SWISS mettra fin à la vente de produits détaxés à bord de ses vols à partir de la fin septembre 2026. La compagnie aérienne suisse rejoint ainsi une tendance observée chez plusieurs grands groupes qui ont déjà abandonné ce service, jugé peu rentable.
SWISS invoque une baisse marquée des ventes en vol. Une analyse interne a montré que la demande pour les produits duty‑free à bord ne suivait plus, alors que les passagers privilégient désormais les boutiques en ligne ou les commerces de l’aéroport. “Les passagers préfèrent comparer les prix depuis chez eux et acheter en ligne ou directement en aéroport”, constate la compagnie aérienne suisse. Le chariot de parfums, montres et bijoux n’attire plus comme il y a quelques décennies.
À la place du duty‑free à bord, SWISS transfère son offre vers sa boutique en ligne “Worldshop”, liée au programme Miles & More. Les clients pourront continuer à acheter certains produits hors taxe, mais depuis un site web plutôt que depuis le chariot de cabine. Des réductions de 25% au moins seront appliquées sur une sélection d’articles issus des stocks restants, jusqu’à épuisement des lots disponibles.
Une tendance déjà observée ailleurs
SWISS s’inscrit dans un mouvement plus large du secteur.
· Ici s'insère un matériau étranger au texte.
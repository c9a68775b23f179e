use std::{fs, path::Path};

use crate::{CastlinkError, Result};

const DEFAULT_CONFIG: &str = "\
# castlink configuration file
#
# Every setting is optional. Run `castlink config` to print the effective
# configuration and `castlink schema` for the full schema.

[general]
# log_level = \"info\"

[p2p]
# connect_timeout = 100
# dedicated_interface = \"p2p0\"

[display]
# capabilities = [\"source\"]
";

/// Creates a default configuration file if it doesn't exist
pub fn create_default_config_file(path: &Path) -> Result<()> {
    if let Some(parent) = path.parent() {
        fs::create_dir_all(parent).map_err(|e| CastlinkError::ConfigValidation {
            component: "config directory".to_string(),
            details: format!("Failed to create {}: {e}", parent.display()),
        })?;
    }

    fs::write(path, DEFAULT_CONFIG).map_err(|e| CastlinkError::io_at(e, path))?;

    Ok(())
}
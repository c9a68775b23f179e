/// Streaming error types
pub mod error;
/// RTP over UDP transport
pub mod rtp;
/// Transport boundary of the media pipeline
pub mod sender;

pub use error::*;
pub use rtp::*;
pub use sender::*;
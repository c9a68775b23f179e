mod file_creation;

use std::{fs, path::Path};

use file_creation::create_default_config_file;
use tracing::{debug, info};

use super::Config;
use crate::{CastlinkError, Result};

/// Set to `1` when firmware must be loaded before P2P is usable.
pub const NEED_FIRMWARE_ENV: &str = "CASTLINK_NEED_FIRMWARE";
/// Names the interface the supplicant should create for P2P.
pub const DEDICATED_INTERFACE_ENV: &str = "CASTLINK_DEDICATED_P2P_INTERFACE";

impl Config {
    /// Loads the configuration file at `path`, creating a commented
    /// default file when there is none, and applies environment overrides.
    ///
    /// # Errors
    ///
    /// Returns an error if:
    /// - The file cannot be created or read
    /// - The TOML content is invalid
    /// - A section does not match the schema
    pub fn load(path: &Path) -> Result<Config> {
        if !path.exists() {
            info!("Creating default configuration at {}", path.display());
            create_default_config_file(path)?;
        }

        let content = fs::read_to_string(path).map_err(|e| CastlinkError::io_at(e, path))?;
        let mut config = Self::from_toml(&content, Some(path))?;
        config.apply_env_overrides();

        Ok(config)
    }

    /// Parses configuration from TOML text.
    ///
    /// # Errors
    /// Returns an error if the text is not valid TOML or does not match the
    /// schema
    pub fn from_toml(content: &str, path: Option<&Path>) -> Result<Config> {
        let value: toml::Value =
            toml::from_str(content).map_err(|e| CastlinkError::toml_parse(e, path))?;

        value
            .try_into()
            .map_err(|e| CastlinkError::ConfigValidation {
                component: "config parsing".to_string(),
                details: format!("Configuration validation failed: {e}"),
            })
    }

    /// Applies `CASTLINK_*` overrides from the process environment.
    pub fn apply_env_overrides(&mut self) {
        self.apply_overrides(|name| std::env::var(name).ok());
    }

    pub(crate) fn apply_overrides(&mut self, var: impl Fn(&str) -> Option<String>) {
        if let Some(value) = var(NEED_FIRMWARE_ENV) {
            self.p2p.needs_firmware = value.trim() == "1";
            debug!("{NEED_FIRMWARE_ENV}={value}");
        }

        if let Some(ifname) = var(DEDICATED_INTERFACE_ENV).filter(|name| !name.trim().is_empty()) {
            debug!("{DEDICATED_INTERFACE_ENV}={ifname}");
            self.p2p.dedicated_interface = Some(ifname.trim().to_string());
        }
    }
}
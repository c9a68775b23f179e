/// WiFi Direct discovery, group formation and link setup.
pub mod p2p;

/// Media transport towards a connected sink.
pub mod streaming;
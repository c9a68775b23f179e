use std::{
    collections::HashMap,
    sync::{Arc, RwLock},
    time::Duration,
};

use tokio::sync::mpsc;
use tokio_stream::StreamExt;
use tracing::{debug, info, warn};
use zbus::{
    Connection,
    zvariant::{ObjectPath, Value},
};

use super::{
    TaskGuard, WpaP2PDeviceProxy,
    args::{group_properties, negotiation_result},
};
use crate::services::p2p::{Event, EventSink, P2PDevice, P2PDeviceKind, PrimaryDeviceType};

#[derive(Debug)]
enum DeviceCommand {
    Find(Duration),
    StopFind,
    Connect(String),
    Cancel,
    Flush,
    Disconnect,
    SetDeviceConfiguration {
        device_name: String,
        device_type: PrimaryDeviceType,
    },
}

#[derive(Debug, Default)]
struct DeviceStatus {
    connected: bool,
    scanning: bool,
}

/// Supplicant P2P device object.
///
/// Requests are queued to a task that outlives this handle until the queue
/// is drained, so a disconnect issued right before the handle is dropped
/// still reaches the supplicant. Signal monitoring stops on drop.
pub struct SupplicantP2PDevice {
    object_path: String,
    command_tx: mpsc::UnboundedSender<DeviceCommand>,
    status: Arc<RwLock<DeviceStatus>>,
    _monitor: TaskGuard,
}

impl SupplicantP2PDevice {
    /// Bind the P2P device of the interface at `path`.
    pub fn spawn(
        connection: Connection,
        path: &str,
        kind: P2PDeviceKind,
        go_intent: u8,
        events: EventSink,
    ) -> Self {
        let object_path = path.to_string();
        let (command_tx, command_rx) = mpsc::unbounded_channel();
        let status = Arc::new(RwLock::new(DeviceStatus::default()));

        let monitor = TaskGuard::spawn(Self::monitor(
            connection,
            object_path.clone(),
            kind,
            go_intent,
            status.clone(),
            events,
            command_rx,
        ));

        Self {
            object_path,
            command_tx,
            status,
            _monitor: monitor,
        }
    }

    async fn monitor(
        connection: Connection,
        path: String,
        kind: P2PDeviceKind,
        go_intent: u8,
        status: Arc<RwLock<DeviceStatus>>,
        events: EventSink,
        command_rx: mpsc::UnboundedReceiver<DeviceCommand>,
    ) {
        let proxy = match Self::build_proxy(&connection, &path).await {
            Ok(proxy) => proxy,
            Err(e) => {
                warn!("Failed to create P2P device proxy for {path}: {e}");
                return;
            }
        };

        tokio::spawn(Self::run_commands(
            proxy.clone(),
            go_intent,
            status.clone(),
            events.clone(),
            command_rx,
        ));

        if let Ok(mut guard) = status.write() {
            guard.connected = true;
        }

        if kind == P2PDeviceKind::Group {
            return;
        }

        if let Err(e) = Self::watch_signals(&proxy, &status, &events).await {
            warn!("Failed to monitor P2P device {path}: {e}");
        }
    }

    async fn build_proxy(
        connection: &Connection,
        path: &str,
    ) -> zbus::Result<WpaP2PDeviceProxy<'static>> {
        WpaP2PDeviceProxy::builder(connection)
            .path(path.to_string())?
            .build()
            .await
    }

    async fn watch_signals(
        proxy: &WpaP2PDeviceProxy<'static>,
        status: &Arc<RwLock<DeviceStatus>>,
        events: &EventSink,
    ) -> zbus::Result<()> {
        let mut device_found = proxy.receive_device_found().await?;
        let mut device_lost = proxy.receive_device_lost().await?;
        let mut find_stopped = proxy.receive_find_stopped().await?;
        let mut negotiation_success = proxy.receive_go_negotiation_success().await?;
        let mut negotiation_failure = proxy.receive_go_negotiation_failure().await?;
        let mut negotiation_request = proxy.receive_go_negotiation_request().await?;
        let mut group_started = proxy.receive_group_started().await?;
        let mut group_finished = proxy.receive_group_finished().await?;

        events.emit(Event::P2PDeviceReady);

        loop {
            // Negotiation results must reach the session before the group
            // they formed.
            tokio::select! {
                biased;

                Some(signal) = device_found.next() => {
                    if let Ok(args) = signal.args() {
                        events.emit(Event::DeviceFound(args.path.to_string()));
                    }
                }
                Some(signal) = device_lost.next() => {
                    if let Ok(args) = signal.args() {
                        events.emit(Event::DeviceLost(args.path.to_string()));
                    }
                }
                Some(_) = find_stopped.next() => {
                    debug!("Discovery stopped");
                    if let Ok(mut guard) = status.write() {
                        guard.scanning = false;
                    }
                    events.emit(Event::P2PDeviceChanged);
                }
                Some(signal) = negotiation_success.next() => {
                    if let Ok(args) = signal.args() {
                        let (peer_path, result) = negotiation_result(&args.info);
                        events.emit(Event::GroupOwnerNegotiationSuccess { peer_path, result });
                    }
                }
                Some(signal) = negotiation_failure.next() => {
                    if let Ok(args) = signal.args() {
                        let (peer_path, result) = negotiation_result(&args.info);
                        events.emit(Event::GroupOwnerNegotiationFailure { peer_path, result });
                    }
                }
                Some(signal) = negotiation_request.next() => {
                    if let Ok(args) = signal.args() {
                        events.emit(Event::GroupRequest {
                            peer_path: args.path.to_string(),
                            dev_passwd_id: i32::from(args.dev_passwd_id),
                        });
                    }
                }
                Some(signal) = group_started.next() => {
                    if let Ok(args) = signal.args() {
                        let (group_path, interface_path, role) =
                            group_properties(&args.properties);
                        info!("Group {group_path} started as {role}");
                        events.emit(Event::GroupStarted { group_path, interface_path, role });
                    }
                }
                Some(signal) = group_finished.next() => {
                    if let Ok(args) = signal.args() {
                        let (group_path, interface_path, _) =
                            group_properties(&args.properties);
                        info!("Group {group_path} finished");
                        events.emit(Event::GroupFinished { group_path, interface_path });
                    }
                }
                else => break,
            }
        }

        Ok(())
    }

    async fn run_commands(
        proxy: WpaP2PDeviceProxy<'static>,
        go_intent: u8,
        status: Arc<RwLock<DeviceStatus>>,
        events: EventSink,
        mut command_rx: mpsc::UnboundedReceiver<DeviceCommand>,
    ) {
        while let Some(command) = command_rx.recv().await {
            match command {
                DeviceCommand::Find(timeout) => {
                    let seconds = i32::try_from(timeout.as_secs()).unwrap_or(i32::MAX);
                    let mut args = HashMap::new();
                    args.insert("Timeout", Value::from(seconds));

                    match proxy.find(args).await {
                        Ok(()) => {
                            if let Ok(mut guard) = status.write() {
                                guard.scanning = true;
                            }
                            events.emit(Event::P2PDeviceChanged);
                        }
                        Err(e) => warn!("Failed to start discovery: {e}"),
                    }
                }
                DeviceCommand::StopFind => {
                    if let Err(e) = proxy.stop_find().await {
                        warn!("Failed to stop discovery: {e}");
                    }
                }
                DeviceCommand::Connect(peer_path) => {
                    if let Err(e) = Self::connect_peer(&proxy, &peer_path, go_intent).await {
                        warn!("Failed to connect with peer {peer_path}: {e}");
                        events.emit(Event::PeerConnectFailed);
                    }
                }
                DeviceCommand::Cancel => {
                    if let Err(e) = proxy.cancel().await {
                        debug!("Failed to cancel connection attempt: {e}");
                    }
                }
                DeviceCommand::Flush => {
                    if let Err(e) = proxy.flush().await {
                        warn!("Failed to flush P2P state: {e}");
                    }
                }
                DeviceCommand::Disconnect => {
                    if let Err(e) = proxy.disconnect().await {
                        warn!("Failed to terminate group: {e}");
                    }
                }
                DeviceCommand::SetDeviceConfiguration {
                    device_name,
                    device_type,
                } => {
                    debug!("Device name {device_name} type {device_type}");

                    let mut config = HashMap::new();
                    config.insert("DeviceName", Value::from(device_name.as_str()));
                    config.insert(
                        "PrimaryDeviceType",
                        Value::from(device_type.to_bytes().to_vec()),
                    );

                    if let Err(e) = proxy.set_p2p_device_config(config).await {
                        warn!("Failed to set P2P device configuration: {e}");
                    }
                }
            }
        }
    }

    async fn connect_peer(
        proxy: &WpaP2PDeviceProxy<'static>,
        peer_path: &str,
        go_intent: u8,
    ) -> zbus::Result<()> {
        let peer = ObjectPath::try_from(peer_path)?;

        let mut args = HashMap::new();
        args.insert("peer", Value::from(peer));
        args.insert("wps_method", Value::from("pbc"));
        args.insert("go_intent", Value::from(i32::from(go_intent)));

        proxy.connect(args).await.map(|_| ())
    }

    fn send(&self, command: DeviceCommand) -> bool {
        self.command_tx.send(command).is_ok()
    }
}

impl P2PDevice for SupplicantP2PDevice {
    fn object_path(&self) -> &str {
        &self.object_path
    }

    fn find(&self, timeout: Duration) {
        self.send(DeviceCommand::Find(timeout));
    }

    fn stop_find(&self) {
        self.send(DeviceCommand::StopFind);
    }

    fn connect(&self, peer_path: &str) -> bool {
        self.send(DeviceCommand::Connect(peer_path.to_string()))
    }

    fn cancel(&self) {
        self.send(DeviceCommand::Cancel);
    }

    fn flush(&self) {
        self.send(DeviceCommand::Flush);
    }

    fn disconnect(&self) {
        self.send(DeviceCommand::Disconnect);
    }

    fn set_device_configuration(&self, device_name: &str, device_type: PrimaryDeviceType) {
        self.send(DeviceCommand::SetDeviceConfiguration {
            device_name: device_name.to_string(),
            device_type,
        });
    }

    fn connected(&self) -> bool {
        self.status.read().is_ok_and(|guard| guard.connected)
    }

    fn scanning(&self) -> bool {
        self.status.read().is_ok_and(|guard| guard.scanning)
    }
}
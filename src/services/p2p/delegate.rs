use tokio::sync::broadcast;

use super::{NetworkDevice, NetworkEvent};

/// Upstream observer of the session.
///
/// Called synchronously from inside the transition that caused the
/// notification, so observers never see a state older than the session's.
pub trait Delegate: Send {
    /// A peer is ready and can be connected to.
    fn on_device_found(&self, _device: &NetworkDevice) {}

    /// Properties of a peer changed.
    fn on_device_changed(&self, _device: &NetworkDevice) {}

    /// A peer disappeared.
    fn on_device_lost(&self, _device: &NetworkDevice) {}

    /// A peer changed connection state.
    fn on_device_state_changed(&self, _device: &NetworkDevice) {}

    /// The P2P device changed.
    fn on_changed(&self) {}
}

/// Delegate republishing every notification on a broadcast channel.
#[derive(Debug, Clone)]
pub struct BroadcastDelegate {
    events_tx: broadcast::Sender<NetworkEvent>,
}

impl BroadcastDelegate {
    /// Create a delegate publishing to `events_tx`.
    pub fn new(events_tx: broadcast::Sender<NetworkEvent>) -> Self {
        Self { events_tx }
    }

    fn publish(&self, event: NetworkEvent) {
        let _ = self.events_tx.send(event);
    }
}

impl Delegate for BroadcastDelegate {
    fn on_device_found(&self, device: &NetworkDevice) {
        self.publish(NetworkEvent::DeviceFound(device.clone()));
    }

    fn on_device_changed(&self, device: &NetworkDevice) {
        self.publish(NetworkEvent::DeviceChanged(device.clone()));
    }

    fn on_device_lost(&self, device: &NetworkDevice) {
        self.publish(NetworkEvent::DeviceLost(device.clone()));
    }

    fn on_device_state_changed(&self, device: &NetworkDevice) {
        self.publish(NetworkEvent::DeviceStateChanged(device.clone()));
    }

    fn on_changed(&self) {
        self.publish(NetworkEvent::Changed);
    }
}
use std::time::Duration;

use tokio::task::JoinHandle;
use tracing::debug;

use super::{Event, EventSink};

/// Default time a connection attempt may take before it is abandoned.
pub const DEFAULT_CONNECT_TIMEOUT: Duration = Duration::from_secs(100);

/// Single-shot timer guarding an in-flight connection attempt.
///
/// Expiry is delivered as [`Event::ConnectTimeout`] through the session's
/// event channel, tagged with the generation the timer was armed with. The
/// session hands the event back to [`ConnectTimeout::fire`], which rejects
/// firings from timers that were cancelled or re-armed in the meantime.
#[derive(Debug)]
pub struct ConnectTimeout {
    duration: Duration,
    generation: u64,
    task: Option<JoinHandle<()>>,
}

impl ConnectTimeout {
    /// Create a disarmed timer.
    pub fn new(duration: Duration) -> Self {
        Self {
            duration,
            generation: 0,
            task: None,
        }
    }

    /// Configured timeout.
    pub fn duration(&self) -> Duration {
        self.duration
    }

    /// Whether a timer is pending.
    pub fn is_armed(&self) -> bool {
        self.task.is_some()
    }

    /// Generation of the most recently armed timer.
    pub fn generation(&self) -> u64 {
        self.generation
    }

    /// Arm the timer, replacing any pending one. Must run inside a tokio
    /// runtime.
    pub fn arm(&mut self, sink: &EventSink) -> u64 {
        self.cancel();

        self.generation += 1;
        let generation = self.generation;
        let duration = self.duration;
        let sink = sink.clone();

        debug!("Arming connect timeout of {duration:?} (generation {generation})");

        self.task = Some(tokio::spawn(async move {
            tokio::time::sleep(duration).await;
            sink.emit(Event::ConnectTimeout { generation });
        }));

        generation
    }

    /// Cancel a pending timer. Returns whether one was pending.
    pub fn cancel(&mut self) -> bool {
        match self.task.take() {
            Some(task) => {
                task.abort();
                debug!("Cancelled connect timeout (generation {})", self.generation);
                true
            }
            None => false,
        }
    }

    /// Accept an expiry event.
    ///
    /// Returns `true` only for the currently armed generation; the timer is
    /// disarmed afterwards.
    pub fn fire(&mut self, generation: u64) -> bool {
        if self.task.is_none() || generation != self.generation {
            return false;
        }

        self.task = None;
        true
    }
}

impl Default for ConnectTimeout {
    fn default() -> Self {
        Self::new(DEFAULT_CONNECT_TIMEOUT)
    }
}

impl Drop for ConnectTimeout {
    fn drop(&mut self) {
        if let Some(task) = self.task.take() {
            task.abort();
        }
    }
}
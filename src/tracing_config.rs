use std::env;

use tracing_appender::non_blocking::WorkerGuard;
use tracing_subscriber::{EnvFilter, fmt, layer::SubscriberExt, util::SubscriberInitExt};

use crate::config::LogLevel;

const LOG_FORMAT_ENV: &str = "CASTLINK_LOG_FORMAT";

fn env_filter(level: LogLevel) -> EnvFilter {
    EnvFilter::try_from_default_env().unwrap_or_else(|_| EnvFilter::new(level.to_string()))
}

fn json_format() -> bool {
    env::var(LOG_FORMAT_ENV).is_ok_and(|format| format == "json")
}

/// Initialize tracing for the daemon
///
/// `RUST_LOG` takes precedence over the configured `level`. Output is pretty
/// printed unless `CASTLINK_LOG_FORMAT=json`.
///
/// # Errors
/// Returns error if tracing subscriber initialization fails
pub fn init(level: LogLevel) -> Result<(), Box<dyn std::error::Error>> {
    let registry = tracing_subscriber::registry().with(env_filter(level));

    if json_format() {
        registry
            .with(fmt::layer().json().with_target(true).with_level(true))
            .try_init()?;
    } else {
        registry
            .with(
                fmt::layer()
                    .pretty()
                    .with_target(true)
                    .with_level(true)
                    .with_thread_names(true),
            )
            .try_init()?;
    }

    Ok(())
}

/// Initialize tracing with file output
///
/// Like [`init`], but also writes compact logs to a daily rotated file in the
/// castlink log directory. Keep the returned guard alive until exit, dropping
/// it flushes and stops the file writer.
///
/// # Errors
/// Returns error if file creation or tracing subscriber initialization fails
pub fn init_with_file(level: LogLevel) -> Result<WorkerGuard, Box<dyn std::error::Error>> {
    const DAYS_TO_KEEP: usize = 7;

    let log_dir = crate::config::ConfigPaths::log_dir()?;

    let file_appender = tracing_appender::rolling::Builder::new()
        .rotation(tracing_appender::rolling::Rotation::DAILY)
        .max_log_files(DAYS_TO_KEEP)
        .filename_prefix("castlink")
        .filename_suffix("log")
        .build(&log_dir)?;
    let (non_blocking, guard) = tracing_appender::non_blocking(file_appender);

    let registry = tracing_subscriber::registry().with(env_filter(level));

    if json_format() {
        registry
            .with(
                fmt::layer()
                    .json()
                    .with_target(true)
                    .with_level(true)
                    .with_writer(std::io::stdout),
            )
            .with(
                fmt::layer()
                    .json()
                    .with_target(true)
                    .with_level(true)
                    .with_writer(non_blocking)
                    .with_ansi(false),
            )
            .try_init()?;
    } else {
        registry
            .with(
                fmt::layer()
                    .pretty()
                    .with_target(true)
                    .with_level(true)
                    .with_thread_names(true)
                    .with_writer(std::io::stdout),
            )
            .with(
                fmt::layer()
                    .compact()
                    .with_target(true)
                    .with_level(true)
                    .with_writer(non_blocking)
                    .with_ansi(false),
            )
            .try_init()?;
    }

    Ok(guard)
}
United Airlines a supprimé la vente de produits duty-free à bord de ses vols en mars 2017, invoquant un net déclin des ventes et une concurrence accrue des boutiques duty-free en aéroport. Delta Air Lines et American Airlines avaient pris des décisions similaires quelques années plus tôt : Delta en août 2014 et American en mars 2015. Ces suppressions, officiellement liées à des désaccords contractuels avec leur prestataire, reflétaient également la baisse structurelle des achats impulsifs à bord face à l’amélioration de l’offre en aéroport et à la volonté des compagnies aériennes de réduire les coûts logistiques et le poids embarqué
Évolution du travel retail
Pour les souvenirs, montres ou parfums, les voyageurs devront passer par l’e‑commerce ou les boutiques aéroportuaires, qui bénéficient d’offres plus larges et d’une meilleure visibilité. Les fabricants et distributeurs de produits de luxe ont d’ailleurs concentré leurs efforts sur les aéroports et le digital, là où les volumes sont plus importants.
Cependant, un rapport du cabinet Kearney sur le duty‑free aéroportuaire souligne que les ventes dans les boutiques des hubs ne suivent pas la croissance du trafic aérien et que l’argument “prix bas” perd de sa force auprès des voyageurs. “L’image du duty‑free ‘moins cher qu’en ville’ est de plus en plus contestée”, souligne l’étude du cabinet, ajoutant que les passagers sont de plus en plus méfiants face aux écarts réels de prix.